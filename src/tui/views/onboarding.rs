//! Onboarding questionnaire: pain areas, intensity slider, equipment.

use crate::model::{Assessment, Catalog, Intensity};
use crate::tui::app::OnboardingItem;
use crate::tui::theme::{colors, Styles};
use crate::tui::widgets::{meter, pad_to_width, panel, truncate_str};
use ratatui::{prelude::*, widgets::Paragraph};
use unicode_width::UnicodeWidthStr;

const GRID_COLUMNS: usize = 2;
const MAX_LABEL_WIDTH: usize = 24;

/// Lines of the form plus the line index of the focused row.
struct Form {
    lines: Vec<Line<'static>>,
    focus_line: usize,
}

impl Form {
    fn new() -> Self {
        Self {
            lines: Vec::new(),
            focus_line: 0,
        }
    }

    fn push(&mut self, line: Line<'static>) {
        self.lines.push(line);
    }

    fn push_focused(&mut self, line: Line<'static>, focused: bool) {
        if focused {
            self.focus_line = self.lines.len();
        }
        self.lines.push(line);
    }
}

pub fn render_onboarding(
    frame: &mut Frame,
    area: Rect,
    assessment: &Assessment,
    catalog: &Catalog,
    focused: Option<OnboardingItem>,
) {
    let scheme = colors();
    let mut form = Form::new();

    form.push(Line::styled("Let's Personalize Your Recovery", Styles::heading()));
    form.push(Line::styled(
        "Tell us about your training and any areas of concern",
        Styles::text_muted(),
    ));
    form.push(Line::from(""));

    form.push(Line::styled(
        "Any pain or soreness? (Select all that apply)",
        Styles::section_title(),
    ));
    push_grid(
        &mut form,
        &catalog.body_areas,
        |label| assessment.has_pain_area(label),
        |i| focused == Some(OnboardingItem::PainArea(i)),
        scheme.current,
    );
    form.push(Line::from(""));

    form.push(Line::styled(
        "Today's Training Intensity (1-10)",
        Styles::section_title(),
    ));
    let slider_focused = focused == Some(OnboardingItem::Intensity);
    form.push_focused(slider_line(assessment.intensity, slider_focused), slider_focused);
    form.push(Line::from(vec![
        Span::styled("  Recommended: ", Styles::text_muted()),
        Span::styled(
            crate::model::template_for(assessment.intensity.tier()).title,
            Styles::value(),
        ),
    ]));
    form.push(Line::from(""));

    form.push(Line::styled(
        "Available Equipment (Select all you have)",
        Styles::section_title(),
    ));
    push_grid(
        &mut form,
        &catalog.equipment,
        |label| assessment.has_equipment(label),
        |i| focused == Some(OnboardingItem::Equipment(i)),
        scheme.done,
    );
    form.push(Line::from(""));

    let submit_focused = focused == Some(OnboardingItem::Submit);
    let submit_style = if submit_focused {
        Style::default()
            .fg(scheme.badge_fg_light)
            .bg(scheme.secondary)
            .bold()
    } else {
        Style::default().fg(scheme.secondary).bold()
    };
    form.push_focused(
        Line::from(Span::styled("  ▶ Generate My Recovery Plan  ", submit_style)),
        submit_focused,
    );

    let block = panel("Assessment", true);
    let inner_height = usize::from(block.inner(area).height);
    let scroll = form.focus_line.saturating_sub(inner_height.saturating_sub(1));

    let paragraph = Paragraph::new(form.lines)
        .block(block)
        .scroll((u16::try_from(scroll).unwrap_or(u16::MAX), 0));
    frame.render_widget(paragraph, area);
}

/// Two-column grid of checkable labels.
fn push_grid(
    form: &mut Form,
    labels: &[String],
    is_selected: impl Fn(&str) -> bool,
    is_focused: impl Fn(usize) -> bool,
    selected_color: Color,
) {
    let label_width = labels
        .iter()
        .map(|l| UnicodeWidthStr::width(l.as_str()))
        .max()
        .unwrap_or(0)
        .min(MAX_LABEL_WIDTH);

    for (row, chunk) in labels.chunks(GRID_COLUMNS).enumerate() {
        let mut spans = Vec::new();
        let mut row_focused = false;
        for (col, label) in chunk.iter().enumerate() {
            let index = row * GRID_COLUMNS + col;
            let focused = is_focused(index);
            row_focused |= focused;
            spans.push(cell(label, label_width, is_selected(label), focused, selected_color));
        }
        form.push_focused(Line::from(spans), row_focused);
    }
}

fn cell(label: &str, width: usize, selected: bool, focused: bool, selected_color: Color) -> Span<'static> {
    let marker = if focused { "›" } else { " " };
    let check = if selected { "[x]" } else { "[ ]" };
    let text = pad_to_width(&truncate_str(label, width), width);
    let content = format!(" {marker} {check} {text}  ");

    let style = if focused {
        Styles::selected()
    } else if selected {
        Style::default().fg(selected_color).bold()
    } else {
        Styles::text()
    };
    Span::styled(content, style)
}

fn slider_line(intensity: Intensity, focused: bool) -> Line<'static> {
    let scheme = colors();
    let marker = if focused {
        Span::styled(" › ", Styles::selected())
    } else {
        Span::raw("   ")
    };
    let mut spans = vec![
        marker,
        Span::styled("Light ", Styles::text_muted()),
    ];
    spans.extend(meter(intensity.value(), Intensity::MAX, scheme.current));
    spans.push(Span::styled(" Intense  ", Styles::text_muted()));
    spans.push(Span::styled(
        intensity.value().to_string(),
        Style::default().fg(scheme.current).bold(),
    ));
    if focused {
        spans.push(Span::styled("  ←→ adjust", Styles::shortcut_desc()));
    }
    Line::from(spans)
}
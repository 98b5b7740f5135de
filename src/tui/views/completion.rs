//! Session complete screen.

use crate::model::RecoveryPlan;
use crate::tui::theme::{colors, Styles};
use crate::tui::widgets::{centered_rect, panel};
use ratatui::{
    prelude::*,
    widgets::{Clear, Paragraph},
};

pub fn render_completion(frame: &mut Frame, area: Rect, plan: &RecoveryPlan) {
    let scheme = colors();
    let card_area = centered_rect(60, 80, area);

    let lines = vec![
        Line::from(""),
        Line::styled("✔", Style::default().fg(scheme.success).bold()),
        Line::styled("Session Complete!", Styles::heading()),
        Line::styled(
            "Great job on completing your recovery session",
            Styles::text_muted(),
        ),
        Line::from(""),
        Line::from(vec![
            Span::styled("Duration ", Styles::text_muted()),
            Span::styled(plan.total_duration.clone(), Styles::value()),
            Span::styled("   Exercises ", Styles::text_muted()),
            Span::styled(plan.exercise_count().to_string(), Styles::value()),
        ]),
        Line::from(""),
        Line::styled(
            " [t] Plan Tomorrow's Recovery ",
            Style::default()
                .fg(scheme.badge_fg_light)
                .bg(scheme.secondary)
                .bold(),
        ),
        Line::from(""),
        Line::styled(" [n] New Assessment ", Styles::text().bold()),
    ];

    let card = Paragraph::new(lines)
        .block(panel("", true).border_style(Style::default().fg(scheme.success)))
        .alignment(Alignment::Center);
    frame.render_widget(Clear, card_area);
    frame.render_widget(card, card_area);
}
----------------------------------------
*TASK OBJECTIVE*: Pick out every line of the listing containing the word "heading", and show those lines.

*TASK RESPONSE*:
    form.push(Line::styled("Let's Personalize Your Recovery", Styles::heading()));
        Line::styled("Session Complete!", Styles::heading()),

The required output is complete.